:: Source data

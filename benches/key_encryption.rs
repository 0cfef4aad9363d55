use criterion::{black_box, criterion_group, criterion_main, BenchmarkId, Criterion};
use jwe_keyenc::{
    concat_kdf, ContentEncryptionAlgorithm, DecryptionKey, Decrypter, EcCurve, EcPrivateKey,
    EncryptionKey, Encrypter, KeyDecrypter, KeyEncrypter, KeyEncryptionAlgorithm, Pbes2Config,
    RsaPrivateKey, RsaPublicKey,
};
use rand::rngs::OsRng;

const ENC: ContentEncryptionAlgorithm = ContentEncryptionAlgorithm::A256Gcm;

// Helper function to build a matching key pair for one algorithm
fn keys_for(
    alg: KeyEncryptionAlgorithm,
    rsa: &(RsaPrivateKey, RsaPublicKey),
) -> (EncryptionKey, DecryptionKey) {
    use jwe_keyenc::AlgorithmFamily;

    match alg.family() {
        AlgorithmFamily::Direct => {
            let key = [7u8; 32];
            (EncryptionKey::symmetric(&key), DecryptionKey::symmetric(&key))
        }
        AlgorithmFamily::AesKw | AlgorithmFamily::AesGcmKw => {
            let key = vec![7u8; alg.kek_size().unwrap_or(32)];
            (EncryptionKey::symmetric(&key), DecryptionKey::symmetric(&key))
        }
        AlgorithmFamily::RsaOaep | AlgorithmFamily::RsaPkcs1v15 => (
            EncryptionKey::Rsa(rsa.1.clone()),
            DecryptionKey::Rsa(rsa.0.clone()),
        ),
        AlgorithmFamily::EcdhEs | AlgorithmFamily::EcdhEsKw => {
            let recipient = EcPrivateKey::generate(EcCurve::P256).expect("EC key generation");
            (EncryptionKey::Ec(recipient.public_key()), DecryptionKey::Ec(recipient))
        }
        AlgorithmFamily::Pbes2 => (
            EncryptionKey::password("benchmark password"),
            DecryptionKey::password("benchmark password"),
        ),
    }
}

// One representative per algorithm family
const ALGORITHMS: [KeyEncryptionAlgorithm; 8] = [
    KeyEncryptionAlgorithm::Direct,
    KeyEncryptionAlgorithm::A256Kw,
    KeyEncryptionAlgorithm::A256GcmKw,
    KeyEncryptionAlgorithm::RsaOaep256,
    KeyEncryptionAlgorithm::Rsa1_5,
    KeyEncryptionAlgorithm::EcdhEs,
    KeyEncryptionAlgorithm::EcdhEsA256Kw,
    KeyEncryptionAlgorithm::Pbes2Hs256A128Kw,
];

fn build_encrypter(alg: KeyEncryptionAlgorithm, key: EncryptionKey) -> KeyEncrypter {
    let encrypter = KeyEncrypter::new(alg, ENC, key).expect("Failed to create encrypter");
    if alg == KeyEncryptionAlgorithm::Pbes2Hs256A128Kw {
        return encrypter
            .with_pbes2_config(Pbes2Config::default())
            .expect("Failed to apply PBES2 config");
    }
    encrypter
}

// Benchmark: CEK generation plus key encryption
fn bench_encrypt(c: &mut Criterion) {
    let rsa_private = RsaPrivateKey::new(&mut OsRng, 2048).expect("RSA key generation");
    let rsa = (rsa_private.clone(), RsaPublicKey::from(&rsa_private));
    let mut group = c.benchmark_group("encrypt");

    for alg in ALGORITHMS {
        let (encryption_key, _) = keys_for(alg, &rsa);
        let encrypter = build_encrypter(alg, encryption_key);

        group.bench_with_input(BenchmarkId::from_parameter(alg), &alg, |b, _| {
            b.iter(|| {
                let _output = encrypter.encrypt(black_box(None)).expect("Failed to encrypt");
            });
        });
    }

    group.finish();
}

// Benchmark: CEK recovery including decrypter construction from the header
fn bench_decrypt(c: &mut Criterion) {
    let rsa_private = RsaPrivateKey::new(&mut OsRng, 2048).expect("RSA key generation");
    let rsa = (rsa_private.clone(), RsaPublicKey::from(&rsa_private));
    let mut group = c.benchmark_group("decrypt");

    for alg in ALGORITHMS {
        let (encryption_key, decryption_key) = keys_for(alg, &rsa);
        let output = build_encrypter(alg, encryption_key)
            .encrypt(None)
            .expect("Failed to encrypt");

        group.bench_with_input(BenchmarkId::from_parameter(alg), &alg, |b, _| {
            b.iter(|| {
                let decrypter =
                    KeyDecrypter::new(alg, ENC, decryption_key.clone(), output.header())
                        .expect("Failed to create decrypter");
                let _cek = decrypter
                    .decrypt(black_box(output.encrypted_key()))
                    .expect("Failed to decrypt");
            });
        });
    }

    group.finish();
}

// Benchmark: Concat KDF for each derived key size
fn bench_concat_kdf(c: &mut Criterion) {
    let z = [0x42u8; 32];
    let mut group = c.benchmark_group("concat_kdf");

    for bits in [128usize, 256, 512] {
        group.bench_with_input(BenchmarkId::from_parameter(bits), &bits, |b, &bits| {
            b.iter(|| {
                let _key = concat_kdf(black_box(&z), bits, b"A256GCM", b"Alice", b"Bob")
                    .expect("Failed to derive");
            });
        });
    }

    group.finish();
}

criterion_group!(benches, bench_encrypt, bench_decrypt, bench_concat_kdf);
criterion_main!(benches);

::::

__Task instructions__
No line may be altered or left out when the data is written out.

__Answer section__
filename benches/key_encryption.rs
repository 0cfef4aad9363d55
use criterion::{black_box, criterion_group, criterion_main, BenchmarkId, Criterion};
use jwe_keyenc::{
    concat_kdf, ContentEncryptionAlgorithm, DecryptionKey, Decrypter, EcCurve, EcPrivateKey,
    EncryptionKey, Encrypter, KeyDecrypter, KeyEncrypter, KeyEncryptionAlgorithm, Pbes2Config,
    RsaPrivateKey, RsaPublicKey,
};
use rand::rngs::OsRng;

const ENC: ContentEncryptionAlgorithm = ContentEncryptionAlgorithm::A256Gcm;

// Helper function to build a matching key pair for one algorithm
fn keys_for(
    alg: KeyEncryptionAlgorithm,
    rsa: &(RsaPrivateKey, RsaPublicKey),
) -> (EncryptionKey, DecryptionKey) {
    use jwe_keyenc::AlgorithmFamily;

    match alg.family() {
        AlgorithmFamily::Direct => {
            let key = [7u8; 32];
            (EncryptionKey::symmetric(&key), DecryptionKey::symmetric(&key))
        }
        AlgorithmFamily::AesKw | AlgorithmFamily::AesGcmKw => {
            let key = vec![7u8; alg.kek_size().unwrap_or(32)];
            (EncryptionKey::symmetric(&key), DecryptionKey::symmetric(&key))
        }
        AlgorithmFamily::RsaOaep | AlgorithmFamily::RsaPkcs1v15 => (
            EncryptionKey::Rsa(rsa.1.clone()),
            DecryptionKey::Rsa(rsa.0.clone()),
        ),
        AlgorithmFamily::EcdhEs | AlgorithmFamily::EcdhEsKw => {
            let recipient = EcPrivateKey::generate(EcCurve::P256).expect("EC key generation");
            (EncryptionKey::Ec(recipient.public_key()), DecryptionKey::Ec(recipient))
        }
        AlgorithmFamily::Pbes2 => (
            EncryptionKey::password("benchmark password"),
            DecryptionKey::password("benchmark password"),
        ),
    }
}

// One representative per algorithm family
const ALGORITHMS: [KeyEncryptionAlgorithm; 8] = [
    KeyEncryptionAlgorithm::Direct,
    KeyEncryptionAlgorithm::A256Kw,
    KeyEncryptionAlgorithm::A256GcmKw,
    KeyEncryptionAlgorithm::RsaOaep256,
    KeyEncryptionAlgorithm::Rsa1_5,
    KeyEncryptionAlgorithm::EcdhEs,
    KeyEncryptionAlgorithm::EcdhEsA256Kw,
    KeyEncryptionAlgorithm::Pbes2Hs256A128Kw,
];

fn build_encrypter(alg: KeyEncryptionAlgorithm, key: EncryptionKey) -> KeyEncrypter {
    let encrypter = KeyEncrypter::new(alg, ENC, key).expect("Failed to create encrypter");
    if alg == KeyEncryptionAlgorithm::Pbes2Hs256A128Kw {
        return encrypter
            .with_pbes2_config(Pbes2Config::default())
            .expect("Failed to apply PBES2 config");
    }
    encrypter
}

// Benchmark: CEK generation plus key encryption
fn bench_encrypt(c: &mut Criterion) {
    let rsa_private = RsaPrivateKey::new(&mut OsRng, 2048).expect("RSA key generation");
    let rsa = (rsa_private.clone(), RsaPublicKey::from(&rsa_private));
    let mut group = c.benchmark_group("encrypt");

    for alg in ALGORITHMS {
        let (encryption_key, _) = keys_for(alg, &rsa);
        let encrypter = build_encrypter(alg, encryption_key);

        group.bench_with_input(BenchmarkId::from_parameter(alg), &alg, |b, _| {
            b.iter(|| {
                let _output = encrypter.encrypt(black_box(None)).expect("Failed to encrypt");
            });
        });
    }

    group.finish();
}

// Benchmark: CEK recovery including decrypter construction from the header
fn bench_decrypt(c: &mut Criterion) {
    let rsa_private = RsaPrivateKey::new(&mut OsRng, 2048).expect("RSA key generation");
    let rsa = (rsa_private.clone(), RsaPublicKey::from(&rsa_private));
    let mut group = c.benchmark_group("decrypt");

    for alg in ALGORITHMS {
        let (encryption_key, decryption_key) = keys_for(alg, &rsa);
        let output = build_encrypter(alg, encryption_key)
            .encrypt(None)
            .expect("Failed to encrypt");

        group.bench_with_input(BenchmarkId::from_parameter(alg), &alg, |b, _| {
            b.iter(|| {
                let decrypter =
                    KeyDecrypter::new(alg, ENC, decryption_key.clone(), output.header())
                        .expect("Failed to create decrypter");
                let _cek = decrypter
                    .decrypt(black_box(output.encrypted_key()))
                    .expect("Failed to decrypt");
            });
        });
    }

    group.finish();
}

// Benchmark: Concat KDF for each derived key size
fn bench_concat_kdf(c: &mut Criterion) {
    let z = [0x42u8; 32];
    let mut group = c.benchmark_group("concat_kdf");

    for bits in [128usize, 256, 512] {
        group.bench_with_input(BenchmarkId::from_parameter(bits), &bits, |b, &bits| {
            b.iter(|| {
                let _key = concat_kdf(black_box(&z), bits, b"A256GCM", b"Alice", b"Bob")
                    .expect("Failed to derive");
            });
        });
    }

    group.finish();
}

criterion_group!(benches, bench_encrypt, bench_decrypt, bench_concat_kdf);
criterion_main!(benches);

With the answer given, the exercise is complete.